As the company moved away from non-food items and into the Fresh Market branding, many of the stores were remodeled and renovated. From the mid-2000s to the present, many of the older stores have undergone various renovations. These projects were to help modernize the facilities and to streamline and improve customer experience.

In 2006, one of Acme's competitors, Tops Markets, announced it was leaving Northeast Ohio and needed to sell off its 46 stores. Eight of these locations were in the Akron area, some of which originally operated as Finast. Acme President Steven T. Albrecht indicated to the Akron Beacon Journal that the company was going to "review the Tops Stores" to see if any "fit Acme's goals". Acme No. 11, located in Tallmadge, relocated to one of these former Tops stores across the street in 2007. Later that year, Acme purchased another Tops location in Parma, Ohio, which had been empty for one year. The new store opened on May 3, 2008 as Acme No. 20.

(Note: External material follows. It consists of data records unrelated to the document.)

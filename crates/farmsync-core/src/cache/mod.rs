//! Local caching module for offline data access.
//!
//! `CacheManager` stores one snapshot per domain collection (tasks,
//! vaccinations, checkups, vet directory pages) in a `{data, timestamp}`
//! envelope. Snapshots are replaced wholesale on every successful fetch and
//! read back when the network is unavailable.

pub mod manager;

pub use manager::{CacheAges, CacheManager, CachedData};
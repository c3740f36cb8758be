//! Queue draining against the remote API.

pub mod engine;

pub use engine::{
    DrainReport, ItemOutcome, SyncConfig, SyncEngine, SyncStatus, ITEM_DELAY_MS, MAX_RETRIES,
};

The company continued its renovation efforts in the late 2000s, with the Bailey Road, Ellet, Kenmore, Kent, and Stow locations receiving major overhauls. In November 2009, Acme opened a pharmacy inside the Akron General Health and Wellness Center in Stow. The pharmacy, designated Acme No. 30, has since closed.

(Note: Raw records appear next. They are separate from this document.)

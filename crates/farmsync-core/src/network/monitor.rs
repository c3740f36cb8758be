use std::sync::atomic::{AtomicBool, AtomicU64, Ordering};
use std::sync::{Arc, Mutex, MutexGuard, Weak};
use std::time::Duration;

use chrono::{DateTime, Utc};
use tokio::sync::broadcast;
use tokio::task::JoinHandle;
use tracing::{debug, info, warn};

use super::source::ConnectivitySource;

/// Buffer for reconnect events. Slow receivers only ever need the latest.
const EVENT_BUFFER_SIZE: usize = 16;

type Callback = Arc<dyn Fn(bool) + Send + Sync>;

#[derive(Debug, Clone, Copy, PartialEq, Eq)]
pub enum ReachabilityEvent {
    /// Offline → online transition.
    Reconnected { at: DateTime<Utc> },
    /// Online → offline transition.
    Disconnected { at: DateTime<Utc> },
}

struct Inner {
    online: AtomicBool,
    next_id: AtomicU64,
    subscribers: Mutex<Vec<(u64, Callback)>>,
    /// Held while delivering, so subscribers observe transitions in order.
    dispatch: Mutex<()>,
    events: broadcast::Sender<ReachabilityEvent>,
}

fn lock<T>(mutex: &Mutex<T>) -> MutexGuard<'_, T> {
    // A panicking subscriber must not wedge the monitor
    mutex.lock().unwrap_or_else(|poisoned| poisoned.into_inner())
}

impl Inner {
    fn snapshot(&self) -> Vec<Callback> {
        lock(&self.subscribers)
            .iter()
            .map(|(_, cb)| cb.clone())
            .collect()
    }

    fn unsubscribe(&self, id: u64) {
        lock(&self.subscribers).retain(|(sid, _)| *sid != id);
    }
}

/// Tracks whether the device is online.
///
/// State lives in memory only. Subscribers get the current state on
/// subscribe and then one call per transition; repeated identical reports
/// are swallowed. Offline → online transitions are also published as
/// `ReachabilityEvent::Reconnected` for the sync engine.
///
/// Callbacks run synchronously on the reporting task and must not call
/// `handle_change` or `subscribe` themselves.
#[derive(Clone)]
pub struct ReachabilityMonitor {
    inner: Arc<Inner>,
}

impl ReachabilityMonitor {
    pub fn new(initially_online: bool) -> Self {
        let (events, _) = broadcast::channel(EVENT_BUFFER_SIZE);
        Self {
            inner: Arc::new(Inner {
                online: AtomicBool::new(initially_online),
                next_id: AtomicU64::new(0),
                subscribers: Mutex::new(Vec::new()),
                dispatch: Mutex::new(()),
                events,
            }),
        }
    }

    /// Seed state from one query of `source`. An unavailable source means
    /// offline.
    pub async fn from_source(source: &dyn ConnectivitySource) -> Self {
        let initial = match source.check().await {
            Some(online) => online,
            None => {
                warn!("Connectivity API unavailable, assuming offline");
                false
            }
        };
        debug!(online = initial, "Reachability seeded");
        Self::new(initial)
    }

    /// Last known state. No I/O.
    pub fn is_connected(&self) -> bool {
        self.inner.online.load(Ordering::SeqCst)
    }

    /// Register `callback`. It is invoked immediately with the current state
    /// and again on every transition until the returned handle is dropped or
    /// `unsubscribe`d.
    pub fn subscribe<F>(&self, callback: F) -> Subscription
    where
        F: Fn(bool) + Send + Sync + 'static,
    {
        let id = self.inner.next_id.fetch_add(1, Ordering::SeqCst);
        let callback: Callback = Arc::new(callback);

        let _dispatch = lock(&self.inner.dispatch);
        lock(&self.inner.subscribers).push((id, callback.clone()));
        callback(self.is_connected());

        Subscription {
            id,
            monitor: Arc::downgrade(&self.inner),
        }
    }

    pub fn reconnect_events(&self) -> broadcast::Receiver<ReachabilityEvent> {
        self.inner.events.subscribe()
    }

    pub fn subscriber_count(&self) -> usize {
        lock(&self.inner.subscribers).len()
    }

    /// Report a connectivity observation. Returns true if it was a transition.
    pub fn handle_change(&self, online: bool) -> bool {
        let _dispatch = lock(&self.inner.dispatch);
        let previous = self.inner.online.swap(online, Ordering::SeqCst);
        if previous == online {
            return false;
        }

        let at = Utc::now();
        if online {
            info!("Network: online");
            // No receivers is fine
            let _ = self.inner.events.send(ReachabilityEvent::Reconnected { at });
        } else {
            warn!("Network: offline");
            let _ = self.inner.events.send(ReachabilityEvent::Disconnected { at });
        }

        for callback in self.inner.snapshot() {
            callback(online);
        }
        true
    }

    /// Poll `source` every `interval` and feed the results in. A source that
    /// stops answering counts as offline.
    pub fn spawn_listener(
        &self,
        source: Arc<dyn ConnectivitySource>,
        interval: Duration,
    ) -> JoinHandle<()> {
        let monitor = self.clone();
        tokio::spawn(async move {
            let mut ticker = tokio::time::interval(interval);
            ticker.set_missed_tick_behavior(tokio::time::MissedTickBehavior::Delay);
            loop {
                ticker.tick().await;
                let online = source.check().await.unwrap_or(false);
                monitor.handle_change(online);
            }
        })
    }
}

/// Disposer returned by `ReachabilityMonitor::subscribe`.
#[must_use = "dropping the subscription unsubscribes immediately"]
pub struct Subscription {
    id: u64,
    monitor: Weak<Inner>,
}

impl Subscription {
    pub fn unsubscribe(self) {
        // Drop does the work
    }
}

impl Drop for Subscription {
    fn drop(&mut self) {
        if let Some(inner) = self.monitor.upgrade() {
            inner.unsubscribe(self.id);
        }
    }
}

#[cfg(test)]
mod tests {
    use super::*;
    use crate::network::source::StaticSource;

    fn recorder() -> (Arc<Mutex<Vec<bool>>>, impl Fn(bool) + Send + Sync + 'static) {
        let calls = Arc::new(Mutex::new(Vec::new()));
        let sink = calls.clone();
        (calls, move |online| sink.lock().unwrap().push(online))
    }

    #[test]
    fn test_subscribe_receives_current_state_immediately() {
        let monitor = ReachabilityMonitor::new(true);
        let (calls, cb) = recorder();
        let _sub = monitor.subscribe(cb);
        assert_eq!(*calls.lock().unwrap(), vec![true]);
    }

    #[test]
    fn test_duplicate_reports_are_swallowed() {
        let monitor = ReachabilityMonitor::new(false);
        let (calls, cb) = recorder();
        let _sub = monitor.subscribe(cb);

        assert!(monitor.handle_change(true));
        assert!(!monitor.handle_change(true));

        // Initial state plus exactly one transition
        assert_eq!(*calls.lock().unwrap(), vec![false, true]);
        assert!(monitor.is_connected());
    }

    #[test]
    fn test_unsubscribe_stops_delivery() {
        let monitor = ReachabilityMonitor::new(false);
        let (calls, cb) = recorder();
        let sub = monitor.subscribe(cb);
        assert_eq!(monitor.subscriber_count(), 1);

        sub.unsubscribe();
        assert_eq!(monitor.subscriber_count(), 0);
        monitor.handle_change(true);
        assert_eq!(*calls.lock().unwrap(), vec![false]);
    }

    #[tokio::test]
    async fn test_reconnect_event_only_on_offline_to_online() {
        let monitor = ReachabilityMonitor::new(false);
        let mut events = monitor.reconnect_events();

        monitor.handle_change(true);
        monitor.handle_change(true);
        monitor.handle_change(false);

        assert!(matches!(
            events.recv().await.unwrap(),
            ReachabilityEvent::Reconnected { .. }
        ));
        assert!(matches!(
            events.recv().await.unwrap(),
            ReachabilityEvent::Disconnected { .. }
        ));
        assert!(events.try_recv().is_err());
    }

    #[tokio::test]
    async fn test_unavailable_source_means_offline() {
        let monitor = ReachabilityMonitor::from_source(&StaticSource::unavailable()).await;
        assert!(!monitor.is_connected());

        let monitor = ReachabilityMonitor::from_source(&StaticSource::new(true)).await;
        assert!(monitor.is_connected());
    }

    #[tokio::test(start_paused = true)]
    async fn test_listener_feeds_source_into_monitor() {
        let source = Arc::new(StaticSource::new(true));
        let monitor = ReachabilityMonitor::new(false);
        let handle = monitor.spawn_listener(source.clone(), Duration::from_secs(5));

        tokio::time::sleep(Duration::from_millis(10)).await;
        assert!(monitor.is_connected());

        source.set(Some(false));
        tokio::time::sleep(Duration::from_secs(6)).await;
        assert!(!monitor.is_connected());

        handle.abort();
    }
}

In 2013, Acme completely rebuilt the store on State Road in Cuyahoga Falls. The aging neighborhood store, nearly 60 years old, was ultimately replaced with a larger building featuring a nostalgic 1950s-style facade. In addition, the original Acme street sign, which stood outside the store from the 1940s to the mid-2000s, has been fully restored and reinstalled.

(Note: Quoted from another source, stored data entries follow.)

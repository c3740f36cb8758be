//! Typed mutations.
//!
//! The UI never hands raw JSON to the queue. It builds a `Mutation`, whose
//! variant fixes the entity type, action, endpoint, method and payload shape.

use serde::Serialize;
use serde_json::{json, Value};

use super::item::{EntityType, HttpMethod, SyncAction};
use crate::models::{CheckupInput, TaskInput, TaskStatus, VaccinationInput};

#[derive(Debug, Clone, PartialEq)]
pub enum TaskMutation {
    Create(TaskInput),
    Update { id: String, changes: TaskInput },
    SetStatus { id: String, status: TaskStatus },
    Delete { id: String },
}

#[derive(Debug, Clone, PartialEq)]
pub enum VaccinationMutation {
    Create(VaccinationInput),
    Update { id: String, changes: VaccinationInput },
    Delete { id: String },
}

#[derive(Debug, Clone, PartialEq)]
pub enum CheckupMutation {
    Create(CheckupInput),
    Update { id: String, changes: CheckupInput },
    Delete { id: String },
}

#[derive(Debug, Clone, PartialEq)]
pub enum Mutation {
    Task(TaskMutation),
    Vaccination(VaccinationMutation),
    Checkup(CheckupMutation),
}

fn to_payload<T: Serialize>(input: &T) -> Option<Value> {
    // Plain data structs; serialization cannot fail
    serde_json::to_value(input).ok()
}

impl Mutation {
    pub fn entity_type(&self) -> EntityType {
        match self {
            Mutation::Task(_) => EntityType::Task,
            Mutation::Vaccination(_) => EntityType::Vaccination,
            Mutation::Checkup(_) => EntityType::Checkup,
        }
    }

    fn collection(&self) -> &'static str {
        match self {
            Mutation::Task(_) => "/tasks",
            Mutation::Vaccination(_) => "/vaccinations",
            Mutation::Checkup(_) => "/checkups",
        }
    }

    /// Id of the entity this mutation targets, if it already exists.
    pub fn target_id(&self) -> Option<&str> {
        match self {
            Mutation::Task(TaskMutation::Create(_))
            | Mutation::Vaccination(VaccinationMutation::Create(_))
            | Mutation::Checkup(CheckupMutation::Create(_)) => None,
            Mutation::Task(TaskMutation::Update { id, .. })
            | Mutation::Task(TaskMutation::SetStatus { id, .. })
            | Mutation::Task(TaskMutation::Delete { id })
            | Mutation::Vaccination(VaccinationMutation::Update { id, .. })
            | Mutation::Vaccination(VaccinationMutation::Delete { id })
            | Mutation::Checkup(CheckupMutation::Update { id, .. })
            | Mutation::Checkup(CheckupMutation::Delete { id }) => Some(id.as_str()),
        }
    }

    pub fn action(&self) -> SyncAction {
        match self {
            Mutation::Task(TaskMutation::Create(_))
            | Mutation::Vaccination(VaccinationMutation::Create(_))
            | Mutation::Checkup(CheckupMutation::Create(_)) => SyncAction::Create,
            Mutation::Task(TaskMutation::Delete { .. })
            | Mutation::Vaccination(VaccinationMutation::Delete { .. })
            | Mutation::Checkup(CheckupMutation::Delete { .. }) => SyncAction::Delete,
            _ => SyncAction::Update,
        }
    }

    pub fn method(&self) -> HttpMethod {
        match self {
            Mutation::Task(TaskMutation::SetStatus { .. }) => HttpMethod::Patch,
            _ => match self.action() {
                SyncAction::Create => HttpMethod::Post,
                SyncAction::Update => HttpMethod::Put,
                SyncAction::Delete => HttpMethod::Delete,
            },
        }
    }

    pub fn endpoint(&self) -> String {
        match self.target_id() {
            Some(id) => format!("{}/{}", self.collection(), id),
            None => self.collection().to_string(),
        }
    }

    pub fn payload(&self) -> Option<Value> {
        match self {
            Mutation::Task(TaskMutation::Create(input))
            | Mutation::Task(TaskMutation::Update { changes: input, .. }) => to_payload(input),
            Mutation::Task(TaskMutation::SetStatus { status, .. }) => {
                Some(json!({ "status": status }))
            }
            Mutation::Vaccination(VaccinationMutation::Create(input))
            | Mutation::Vaccination(VaccinationMutation::Update { changes: input, .. }) => {
                to_payload(input)
            }
            Mutation::Checkup(CheckupMutation::Create(input))
            | Mutation::Checkup(CheckupMutation::Update { changes: input, .. }) => {
                to_payload(input)
            }
            Mutation::Task(TaskMutation::Delete { .. })
            | Mutation::Vaccination(VaccinationMutation::Delete { .. })
            | Mutation::Checkup(CheckupMutation::Delete { .. }) => None,
        }
    }
}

In 2014, Acme opened a brand new store in Green, Ohio. The 68,800 square foot store was the first new Acme facility to be built since 1990.

Albrecht, Inc., Acme's realtor, owns land in Medina, Ohio, and has plans for a five-building shopping center anchored by a 68,000 square-foot Acme store. The Medina store opened on August 7, 2025.

On December 1, 2025, Acme closed the Parma store because of financial problems. The RSVP Food & Party Outlet in Stow followed in January, 2026 for the same reason. The adjacent Stow Acme store also closed due to financial issues in May, 2026.

==Walk-in clinic==
In 2006, several stores introduced QuickClinics. These small clinics offered patients exams and healthcare with a nurse practitioner. Two years later, ownership of the clinics switched to Akron General.

The clinics were shut down in 2010, before changing hands and reopening one year later under the "ExpressCare Clinic" brand. Currently, the clinics are located at Acme No. 2, 14, and 17.

==Alcohol sales==
Acme stores have a wide variety of wine and beer. Seven locations also have State Liquor licenses. In 2011, Acme started the "Mix-a-Six" program in the beer aisle. This is an empty six-pack carrier that customers can fill with six bottles from a selection of craft beers. Later that same year, Acme introduced Growler stations at some of its stores. These stations feature several craft beers on tap, which are dispensed into customer-purchased Acme beer jugs.